Material provided below:

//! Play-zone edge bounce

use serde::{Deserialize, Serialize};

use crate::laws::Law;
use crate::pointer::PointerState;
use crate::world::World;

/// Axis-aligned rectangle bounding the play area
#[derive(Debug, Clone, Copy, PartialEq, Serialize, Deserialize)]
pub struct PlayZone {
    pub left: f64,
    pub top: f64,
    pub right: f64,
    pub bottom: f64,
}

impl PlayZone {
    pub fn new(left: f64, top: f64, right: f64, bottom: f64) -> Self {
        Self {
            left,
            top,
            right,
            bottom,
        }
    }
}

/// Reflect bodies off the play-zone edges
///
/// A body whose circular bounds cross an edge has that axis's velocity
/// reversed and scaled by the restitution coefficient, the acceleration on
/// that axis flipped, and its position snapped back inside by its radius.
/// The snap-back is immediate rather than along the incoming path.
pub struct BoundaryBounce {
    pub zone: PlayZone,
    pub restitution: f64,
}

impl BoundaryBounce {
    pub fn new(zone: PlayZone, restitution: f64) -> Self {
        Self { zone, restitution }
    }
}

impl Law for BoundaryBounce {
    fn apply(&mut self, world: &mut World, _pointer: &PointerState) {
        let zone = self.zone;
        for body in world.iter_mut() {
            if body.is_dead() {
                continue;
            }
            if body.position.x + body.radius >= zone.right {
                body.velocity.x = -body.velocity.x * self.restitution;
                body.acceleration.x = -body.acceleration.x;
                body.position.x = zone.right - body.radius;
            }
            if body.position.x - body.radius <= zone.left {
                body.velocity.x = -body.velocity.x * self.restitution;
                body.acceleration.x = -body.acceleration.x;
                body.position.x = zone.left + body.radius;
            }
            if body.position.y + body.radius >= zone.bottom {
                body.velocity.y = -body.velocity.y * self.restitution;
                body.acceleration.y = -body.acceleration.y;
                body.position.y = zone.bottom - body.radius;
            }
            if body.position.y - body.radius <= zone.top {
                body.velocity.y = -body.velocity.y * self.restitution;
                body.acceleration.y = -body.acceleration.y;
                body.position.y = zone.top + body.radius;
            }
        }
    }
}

End of Material provided.
Material provided below:

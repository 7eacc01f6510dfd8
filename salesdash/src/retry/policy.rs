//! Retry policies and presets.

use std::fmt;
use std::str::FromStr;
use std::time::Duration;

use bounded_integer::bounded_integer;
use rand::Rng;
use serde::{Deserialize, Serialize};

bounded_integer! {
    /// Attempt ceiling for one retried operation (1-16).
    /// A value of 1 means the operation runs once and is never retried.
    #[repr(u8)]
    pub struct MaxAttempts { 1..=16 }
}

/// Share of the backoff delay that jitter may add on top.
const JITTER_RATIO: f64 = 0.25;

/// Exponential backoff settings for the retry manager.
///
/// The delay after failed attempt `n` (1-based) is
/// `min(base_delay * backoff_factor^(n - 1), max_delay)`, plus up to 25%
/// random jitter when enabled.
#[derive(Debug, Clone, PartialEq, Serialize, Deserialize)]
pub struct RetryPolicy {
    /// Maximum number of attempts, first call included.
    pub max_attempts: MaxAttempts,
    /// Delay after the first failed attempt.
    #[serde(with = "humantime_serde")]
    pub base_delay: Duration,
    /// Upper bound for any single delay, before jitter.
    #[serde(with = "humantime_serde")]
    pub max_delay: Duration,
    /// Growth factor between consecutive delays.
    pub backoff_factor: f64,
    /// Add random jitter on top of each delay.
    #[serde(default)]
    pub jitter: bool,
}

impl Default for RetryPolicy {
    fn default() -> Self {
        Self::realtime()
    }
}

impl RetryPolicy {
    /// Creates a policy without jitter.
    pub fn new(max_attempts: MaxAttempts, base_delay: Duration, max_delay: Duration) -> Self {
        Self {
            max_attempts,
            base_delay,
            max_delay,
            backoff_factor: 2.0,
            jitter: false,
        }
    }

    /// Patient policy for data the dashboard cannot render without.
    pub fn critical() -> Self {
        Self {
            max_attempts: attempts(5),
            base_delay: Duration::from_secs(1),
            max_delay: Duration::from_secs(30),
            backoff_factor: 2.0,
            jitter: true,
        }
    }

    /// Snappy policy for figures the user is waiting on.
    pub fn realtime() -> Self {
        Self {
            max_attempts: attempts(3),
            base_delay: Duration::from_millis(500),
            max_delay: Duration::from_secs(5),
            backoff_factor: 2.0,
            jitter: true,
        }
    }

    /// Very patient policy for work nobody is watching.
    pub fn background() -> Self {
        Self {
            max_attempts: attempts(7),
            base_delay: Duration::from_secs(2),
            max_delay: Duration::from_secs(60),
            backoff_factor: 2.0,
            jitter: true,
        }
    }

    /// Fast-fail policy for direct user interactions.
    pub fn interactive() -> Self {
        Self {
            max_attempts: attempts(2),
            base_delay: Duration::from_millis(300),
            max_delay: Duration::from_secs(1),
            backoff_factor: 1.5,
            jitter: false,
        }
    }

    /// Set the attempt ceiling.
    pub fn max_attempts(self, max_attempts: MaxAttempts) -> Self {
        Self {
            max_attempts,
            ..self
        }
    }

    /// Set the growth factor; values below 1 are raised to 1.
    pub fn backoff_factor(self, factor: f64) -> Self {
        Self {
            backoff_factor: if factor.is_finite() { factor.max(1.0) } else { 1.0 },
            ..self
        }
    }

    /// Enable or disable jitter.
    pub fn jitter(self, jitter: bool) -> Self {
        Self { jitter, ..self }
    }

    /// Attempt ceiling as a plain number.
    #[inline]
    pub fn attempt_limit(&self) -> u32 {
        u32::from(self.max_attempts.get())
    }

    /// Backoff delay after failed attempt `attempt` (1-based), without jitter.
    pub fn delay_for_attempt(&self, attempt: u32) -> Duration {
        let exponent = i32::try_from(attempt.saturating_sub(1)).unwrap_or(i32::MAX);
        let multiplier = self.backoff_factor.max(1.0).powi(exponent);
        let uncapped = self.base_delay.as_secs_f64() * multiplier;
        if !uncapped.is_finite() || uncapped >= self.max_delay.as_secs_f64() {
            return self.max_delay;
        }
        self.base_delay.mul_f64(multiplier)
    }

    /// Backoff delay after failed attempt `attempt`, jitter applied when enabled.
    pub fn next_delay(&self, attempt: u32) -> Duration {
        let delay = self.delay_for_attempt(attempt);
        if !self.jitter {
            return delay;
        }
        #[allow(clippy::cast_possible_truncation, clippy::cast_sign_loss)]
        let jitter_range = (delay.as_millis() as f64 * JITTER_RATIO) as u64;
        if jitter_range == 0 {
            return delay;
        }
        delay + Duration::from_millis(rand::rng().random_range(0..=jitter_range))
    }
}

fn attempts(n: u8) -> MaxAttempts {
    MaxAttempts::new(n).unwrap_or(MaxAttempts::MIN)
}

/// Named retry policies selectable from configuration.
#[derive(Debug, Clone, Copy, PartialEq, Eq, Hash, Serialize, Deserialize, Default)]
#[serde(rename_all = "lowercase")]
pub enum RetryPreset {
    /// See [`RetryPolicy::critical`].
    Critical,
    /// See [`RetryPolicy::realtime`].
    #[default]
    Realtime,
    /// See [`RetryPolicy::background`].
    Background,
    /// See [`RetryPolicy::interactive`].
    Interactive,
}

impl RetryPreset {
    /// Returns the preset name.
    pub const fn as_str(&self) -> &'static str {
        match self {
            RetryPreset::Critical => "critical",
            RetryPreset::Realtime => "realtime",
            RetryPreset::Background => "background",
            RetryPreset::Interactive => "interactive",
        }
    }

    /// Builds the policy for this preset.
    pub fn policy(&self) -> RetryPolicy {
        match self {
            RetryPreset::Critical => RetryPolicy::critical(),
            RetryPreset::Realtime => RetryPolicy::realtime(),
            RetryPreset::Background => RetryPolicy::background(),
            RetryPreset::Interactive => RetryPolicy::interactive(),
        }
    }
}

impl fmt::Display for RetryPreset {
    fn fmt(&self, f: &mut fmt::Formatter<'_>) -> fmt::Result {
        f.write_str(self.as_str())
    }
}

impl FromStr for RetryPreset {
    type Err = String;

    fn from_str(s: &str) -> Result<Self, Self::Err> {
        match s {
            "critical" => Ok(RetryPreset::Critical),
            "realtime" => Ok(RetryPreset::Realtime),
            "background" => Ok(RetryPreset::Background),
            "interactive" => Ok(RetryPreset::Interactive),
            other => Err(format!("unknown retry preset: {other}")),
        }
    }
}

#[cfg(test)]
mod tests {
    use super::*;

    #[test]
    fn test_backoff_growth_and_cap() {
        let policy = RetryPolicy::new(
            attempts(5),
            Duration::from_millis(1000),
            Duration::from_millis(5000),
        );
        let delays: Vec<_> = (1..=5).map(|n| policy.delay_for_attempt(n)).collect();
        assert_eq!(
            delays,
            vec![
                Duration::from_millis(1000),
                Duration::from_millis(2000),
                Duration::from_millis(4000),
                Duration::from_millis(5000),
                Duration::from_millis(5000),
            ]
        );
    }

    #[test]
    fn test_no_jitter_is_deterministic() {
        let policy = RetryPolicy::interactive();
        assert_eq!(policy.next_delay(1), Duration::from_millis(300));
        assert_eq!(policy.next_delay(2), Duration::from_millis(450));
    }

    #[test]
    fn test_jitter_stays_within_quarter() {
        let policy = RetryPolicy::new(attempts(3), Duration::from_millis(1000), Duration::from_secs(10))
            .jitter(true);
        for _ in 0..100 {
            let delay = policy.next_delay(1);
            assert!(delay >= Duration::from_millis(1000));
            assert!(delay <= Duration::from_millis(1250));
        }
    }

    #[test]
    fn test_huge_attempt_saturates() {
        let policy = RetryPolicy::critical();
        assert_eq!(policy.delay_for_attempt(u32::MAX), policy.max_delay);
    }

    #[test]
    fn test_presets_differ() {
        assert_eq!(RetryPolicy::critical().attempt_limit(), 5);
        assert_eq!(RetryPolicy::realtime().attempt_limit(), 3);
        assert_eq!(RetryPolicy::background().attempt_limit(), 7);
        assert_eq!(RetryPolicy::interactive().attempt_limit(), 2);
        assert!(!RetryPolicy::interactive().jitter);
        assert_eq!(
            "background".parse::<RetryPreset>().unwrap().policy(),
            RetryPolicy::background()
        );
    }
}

End of Material provided.

> Exercise prompt: Show each line in the entries that holds the string "MaxAttempts".

> Exercise result:
    pub struct MaxAttempts { 1..=16 }
    pub max_attempts: MaxAttempts,
    pub fn new(max_attempts: MaxAttempts, base_delay: Duration, max_delay: Duration) -> Self {
    pub fn max_attempts(self, max_attempts: MaxAttempts) -> Self {
fn attempts(n: u8) -> MaxAttempts {
    MaxAttempts::new(n).unwrap_or(MaxAttempts::MIN)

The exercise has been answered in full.